私も『刑事ジョン・ブック』でハリソン・フォード扮する刑事がアーミッシュの女性と「Wonderful World」で踊る印象的なシーンをよく憶えています。あの頃のハリソン・フォードは格好良かったですね。この曲は数々のカヴァーがありますが、アート・ガーファンクルのヴァージョンも落ち着いた感じで秀逸です。
「A Changes Is Gonna Come」は最初、「I go to the Movie ~」の部分の歌詞が省かれてリリースされていたようです。差別が具体的に示されたていたからNGになったのかもしれません。

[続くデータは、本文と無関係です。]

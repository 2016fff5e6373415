use anyhow::Result;
use avuntia::{App, ClickModifiers, Config};
use tracing::info;

#[tokio::main]
async fn main() -> Result<()> {
    // Load .env file (ignored when absent)
    let _ = dotenvy::dotenv();

    // Initialize logging
    tracing_subscriber::fmt()
        .with_env_filter(
            tracing_subscriber::EnvFilter::from_default_env()
                .add_directive("avuntia=info".parse()?),
        )
        .init();

    info!("Starting avuntia pilot shell");

    // Load configuration from environment
    let config = Config::from_env()?;

    // Boot the application at the root entry point
    let mut app = App::bootstrap(&config, "/").await?;
    info!(path = app.router().current_path(), "initial view mounted");

    // Walk the public surface the way a visitor would
    for path in ["/planes", "/como-funciona", "/empresa", "/empleado"] {
        app.handle_link_click(path, ClickModifiers::default())
            .await?;
        info!(
            path = app.router().current_path(),
            bytes = app.router().mount().map(|m| m.to_html().len()).unwrap_or(0),
            "rendered"
        );
    }

    // Switch languages on the current view
    for code in ["en", "ca", "es"] {
        app.set_language(code).await?;
        info!(language = code, "language applied");
    }

    // And back through history
    app.handle_back().await?;
    info!(path = app.router().current_path(), "after back");

    // Dump the final rendered view
    if let Some(mount) = app.router().mount() {
        println!("{}", mount.to_html());
    }

    info!("Demo walk finished");
    Ok(())
}
use thiserror::Error;

/// Fatal wiring mistakes. These indicate a programming error in route
/// registration or bootstrap order, never a runtime condition, so they are
/// surfaced loudly instead of being degraded like storage or network
/// failures.
#[derive(Debug, Error)]
pub enum RouterError {
    #[error("root mount not set for router")]
    RootNotSet,

    #[error("no route matched {path} and no not-found handler is registered")]
    NotFoundUnregistered { path: String },

    #[error("duplicate route registered for {path}")]
    DuplicateRoute { path: String },
}
//! Employee portal: plan overview, contribution management, documents.

use crate::router::Handler;
use crate::state::Store;
use crate::view::{el, ElementBuilder, Node};
use std::sync::Arc;

pub fn routes(store: &Arc<Store>) -> Vec<(String, Handler)> {
    let mut table: Vec<(String, Handler)> = Vec::new();
    {
        let store = Arc::clone(store);
        table.push(("/empleado".to_string(), Box::new(move |_ctx| home(&store))));
    }
    table.push(("/empleado/acceso".to_string(), Box::new(|_ctx| access())));
    {
        let store = Arc::clone(store);
        table.push((
            "/empleado/kid/:isin".to_string(),
            Box::new(move |ctx| {
                let isin = ctx.params.get("isin").map(String::as_str).unwrap_or_default();
                kid_viewer(&store, isin)
            }),
        ));
    }
    {
        let store = Arc::clone(store);
        table.push((
            "/empleado/aportacion".to_string(),
            Box::new(move |_ctx| contribution(&store)),
        ));
    }
    {
        let store = Arc::clone(store);
        table.push((
            "/empleado/historial".to_string(),
            Box::new(move |_ctx| history(&store)),
        ));
    }
    {
        let store = Arc::clone(store);
        table.push((
            "/empleado/documentos".to_string(),
            Box::new(move |_ctx| documents(&store)),
        ));
    }
    {
        let store = Arc::clone(store);
        table.push((
            "/empleado/perfil".to_string(),
            Box::new(move |_ctx| profile(&store)),
        ));
    }
    table
}

fn home(store: &Arc<Store>) -> Node {
    let portal = store.employee_portal();
    let total: f64 = portal.contributions.values().sum();
    card("Tu plan")
        .child(el("p").attr("data-i18n-ignore", "").text(format!(
            "Aportación mensual total: {total:.2} €"
        )))
        .child(el("p").text(if portal.paused {
            "Tus aportaciones están en pausa."
        } else {
            "Tus aportaciones están activas."
        }))
        .build()
}

fn access() -> Node {
    card("Acceso empleados")
        .child(
            el("form")
                .attr("id", "employee-access-form")
                .child(
                    el("input")
                        .attr("name", "email")
                        .attr("type", "email")
                        .attr("placeholder", "tu@empresa.com"),
                )
                .child(
                    el("button")
                        .attr("type", "submit")
                        .attr("data-i18n-key", "common.login")
                        .text("Acceder"),
                ),
        )
        .build()
}

fn kid_viewer(store: &Arc<Store>, isin: &str) -> Node {
    let plan = store.plans().into_iter().find(|p| p.isin == isin);
    match plan {
        Some(plan) => card(&plan.name)
            .child(
                el("h2")
                    .attr("data-i18n-key", "empleado.kidTitle")
                    .text("Documento de datos fundamentales"),
            )
            .child(
                el("dl")
                    .attr("data-i18n-ignore", "")
                    .child(el("dt").text("ISIN"))
                    .child(el("dd").text(&plan.isin))
                    .child(el("dt").text("SRRI"))
                    .child(el("dd").text(plan.srri.to_string()))
                    .child(el("dt").text("TER"))
                    .child(el("dd").text(format!("{:.2}%", plan.ter * 100.0))),
            )
            .build(),
        None => card("Documento no disponible")
            .child(el("p").text(format!("No hay ningún plan con ISIN {isin}.")))
            .build(),
    }
}

fn contribution(store: &Arc<Store>) -> Node {
    let portal = store.employee_portal();
    let mut list = el("ul").attr("data-i18n-ignore", "");
    for (plan_id, amount) in &portal.contributions {
        list = list.child(el("li").text(format!("{plan_id}: {amount:.2} €/mes")));
    }
    card("Tu aportación")
        .child(list)
        .child(
            el("input")
                .attr("type", "search")
                .attr("placeholder", "Busca un plan")
                .attr("data-i18n-attr", "placeholder:empleado.searchPlaceholder"),
        )
        .build()
}

fn history(store: &Arc<Store>) -> Node {
    let portal = store.employee_portal();
    let mut rows = el("tbody").attr("data-i18n-ignore", "");
    for movement in store
        .movements()
        .into_iter()
        .filter(|m| m.employee_id == portal.employee_id)
    {
        rows = rows.child(
            el("tr")
                .child(el("td").text(&movement.date))
                .child(el("td").text(format!("{:.2} €", movement.amount)))
                .child(el("td").text(&movement.plan_id))
                .child(el("td").text(&movement.status)),
        );
    }
    card("Historial")
        .child(el("table").attr("class", "movements").child(rows))
        .build()
}

fn documents(store: &Arc<Store>) -> Node {
    let portal = store.employee_portal();
    let mut list = el("ul").attr("data-i18n-ignore", "");
    for (name, status) in &portal.documents {
        list = list.child(el("li").text(format!("{name}: {status}")));
    }
    card("Documentos").child(list).build()
}

fn profile(store: &Arc<Store>) -> Node {
    let portal = store.employee_portal();
    card("Perfil")
        .child(el("p").attr("data-i18n-ignore", "").text(format!(
            "Email de contacto: {}",
            portal.contact_email
        )))
        .build()
}

fn card(title: &str) -> ElementBuilder {
    el("section")
        .attr("class", "card")
        .child(el("h1").text(title))
}

#[cfg(test)]
mod tests {
    use super::*;
    use crate::events::EventBus;
    use crate::storage::MemoryStorage;

    fn store() -> Arc<Store> {
        Store::init(
            Arc::new(MemoryStorage::new()),
            Arc::new(MemoryStorage::new()),
            Arc::new(EventBus::new()),
        )
    }

    #[test]
    fn kid_viewer_renders_known_and_unknown_isins() {
        let store = store();
        let known = kid_viewer(&store, "KIDCONSDEMO").to_html();
        assert!(known.contains("ISIN"));
        assert!(known.contains("KIDCONSDEMO"));
        let unknown = kid_viewer(&store, "XX0000000000").to_html();
        assert!(unknown.contains("XX0000000000"));
    }

    #[test]
    fn history_only_shows_the_portal_employees_movements() {
        let store = store();
        let portal = store.employee_portal();
        let html = history(&store).to_html();
        let total = store.movements().len();
        let own = store
            .movements()
            .iter()
            .filter(|m| m.employee_id == portal.employee_id)
            .count();
        assert!(own > 0 && own < total);
        assert_eq!(html.matches("<tr>").count(), own);
    }

    #[test]
    fn contribution_lists_every_seeded_plan() {
        let store = store();
        let html = contribution(&store).to_html();
        for plan in store.plans() {
            assert!(html.contains(&plan.id));
        }
    }
}
//! Persistent state store: single source of truth for all mutable
//! application data.
//!
//! The store is an explicitly constructed instance over two [`Storage`]
//! handles (a long-lived one for the main snapshot, a session-scoped one for
//! the per-role sessions). Every getter returns an independent clone, every
//! setter patch-merges, persists synchronously and returns the resulting
//! clone, so views can never corrupt store internals and read-after-write
//! consistency holds within the process. Storage failures are logged and
//! swallowed: the in-memory copy stays authoritative and the app keeps
//! running in a degraded, non-persisted mode.

use crate::events::{AppEvent, EventBus};
use crate::i18n::Language;
use crate::seed;
use crate::storage::Storage;
use chrono::Utc;
use rand::Rng;
use serde::{Deserialize, Serialize};
use std::collections::BTreeMap;
use std::sync::{Arc, Mutex};
use tracing::warn;

pub const STATE_KEY: &str = "avuntia-state";
pub const COMPANY_SESSION_KEY: &str = "avuntia-session";
pub const EMPLOYEE_SESSION_KEY: &str = "avuntia-employee-session";
pub const ADMIN_SESSION_KEY: &str = "avuntia-admin-session";

// ==================== Domain types ====================

#[derive(Debug, Clone, PartialEq, Serialize, Deserialize)]
#[serde(rename_all = "camelCase")]
pub struct Company {
    pub name: String,
    pub logo: String,
}

#[derive(Debug, Clone, PartialEq, Serialize, Deserialize)]
#[serde(rename_all = "camelCase")]
pub struct CutOff {
    pub day: u32,
    pub time: String,
}

#[derive(Debug, Clone, PartialEq, Serialize, Deserialize)]
#[serde(rename_all = "camelCase")]
pub struct PlanType {
    pub id: String,
    pub name: String,
    pub description: String,
    pub risk_level: String,
    pub asset_mix: String,
}

#[derive(Debug, Clone, PartialEq, Serialize, Deserialize)]
#[serde(rename_all = "camelCase")]
pub struct Plan {
    pub id: String,
    pub name: String,
    pub type_id: String,
    pub srri: u8,
    pub ter: f64,
    pub isin: String,
}

#[derive(Debug, Clone, PartialEq, Serialize, Deserialize)]
#[serde(rename_all = "camelCase")]
pub struct Employee {
    pub id: String,
    pub name: String,
    pub email: String,
    pub plan: String,
    pub amount: f64,
    pub status: String,
    pub kyc_status: String,
    pub mifid_status: String,
}

#[derive(Debug, Clone, PartialEq, Serialize, Deserialize)]
#[serde(rename_all = "camelCase")]
pub struct CompanyStats {
    pub adoption_pct: f64,
    pub avg_contribution: f64,
    pub next_cutoff: String,
    pub payment_issues: u32,
}

#[derive(Debug, Clone, PartialEq, Serialize, Deserialize)]
#[serde(rename_all = "camelCase")]
pub struct Movement {
    pub employee_id: String,
    pub date: String,
    pub amount: f64,
    pub status: String,
    pub plan_id: String,
}

#[derive(Debug, Clone, PartialEq, Serialize, Deserialize)]
#[serde(rename_all = "camelCase")]
pub struct AdminCompany {
    pub id: String,
    pub name: String,
    pub sector: String,
    pub country: String,
    pub headcount: u32,
    pub adoption: f64,
    pub avg_ticket: f64,
    pub monthly_contribution: f64,
    pub payroll_system: String,
    pub stage: String,
    pub contact: String,
    pub notes: String,
    pub created_at: String,
}

#[derive(Debug, Clone, PartialEq, Default, Serialize, Deserialize)]
#[serde(rename_all = "camelCase")]
pub struct AdminConsole {
    pub companies: Vec<AdminCompany>,
}

#[derive(Debug, Clone, PartialEq, Serialize, Deserialize)]
#[serde(rename_all = "camelCase")]
pub struct Notifications {
    pub payments: bool,
    pub incidents: bool,
    pub digest: bool,
}

#[derive(Debug, Clone, PartialEq, Serialize, Deserialize)]
#[serde(rename_all = "camelCase")]
pub struct CompanySettings {
    pub min_contribution: f64,
    pub global_pause: bool,
    pub cut_off_day: u32,
    pub cut_off_time: String,
    pub notifications: Notifications,
}

#[derive(Debug, Clone, PartialEq, Default, Serialize, Deserialize)]
#[serde(rename_all = "camelCase", default)]
pub struct CompanySession {
    pub is_logged: bool,
    pub last_login: Option<String>,
}

#[derive(Debug, Clone, PartialEq, Default, Serialize, Deserialize)]
#[serde(rename_all = "camelCase", default)]
pub struct EmployeeSession {
    pub is_logged: bool,
    pub last_login: Option<String>,
    pub email: String,
}

#[derive(Debug, Clone, PartialEq, Default, Serialize, Deserialize)]
#[serde(rename_all = "camelCase", default)]
pub struct AdminSession {
    pub is_logged: bool,
    pub last_login: Option<String>,
}

#[derive(Debug, Clone, PartialEq, Serialize, Deserialize)]
#[serde(rename_all = "camelCase")]
pub struct EmployeePortal {
    pub language: String,
    pub employee_id: String,
    pub contributions: BTreeMap<String, f64>,
    pub paused: bool,
    pub documents: BTreeMap<String, String>,
    pub contact_email: String,
}

/// Full in-memory snapshot. Owned exclusively by the [`Store`]; readers only
/// ever see clones of it.
#[derive(Debug, Clone, PartialEq, Serialize)]
#[serde(rename_all = "camelCase")]
pub struct AppState {
    pub company: Company,
    pub cut_off: CutOff,
    pub plans: Vec<Plan>,
    pub employees: Vec<Employee>,
    pub company_stats: CompanyStats,
    pub movements: Vec<Movement>,
    pub admin_console: AdminConsole,
    pub company_settings: CompanySettings,
    pub company_session: CompanySession,
    pub employee_session: EmployeeSession,
    pub admin_session: AdminSession,
    pub employee_portal: EmployeePortal,
    pub language: String,
}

それ故、多くのカヴァーではこの部分が歌われていません。

Backstreets さん、こんにちは。

「刑事ジョン・ブック 目撃者」 は好きな映画で、何度か観た覚えがあります。 アーミッシュの人たちの暮らしぶりもあの映画で初めて知りました。
この曲の使われ方も好きですが、アート・ガーファンクルが歌っているヴァージョンは知りませんでした。

「A Changes Is Gonna Come」はサム・クックの死後に発表されていますが、あの内容なので当時としてはそのまま出す訳には行かなかったのかもしれませんね。
オバマ氏が黒人初の大統領となった現在のアメリカがあるのも、そうした人たちの礎(いしずえ)があってのことでしょう。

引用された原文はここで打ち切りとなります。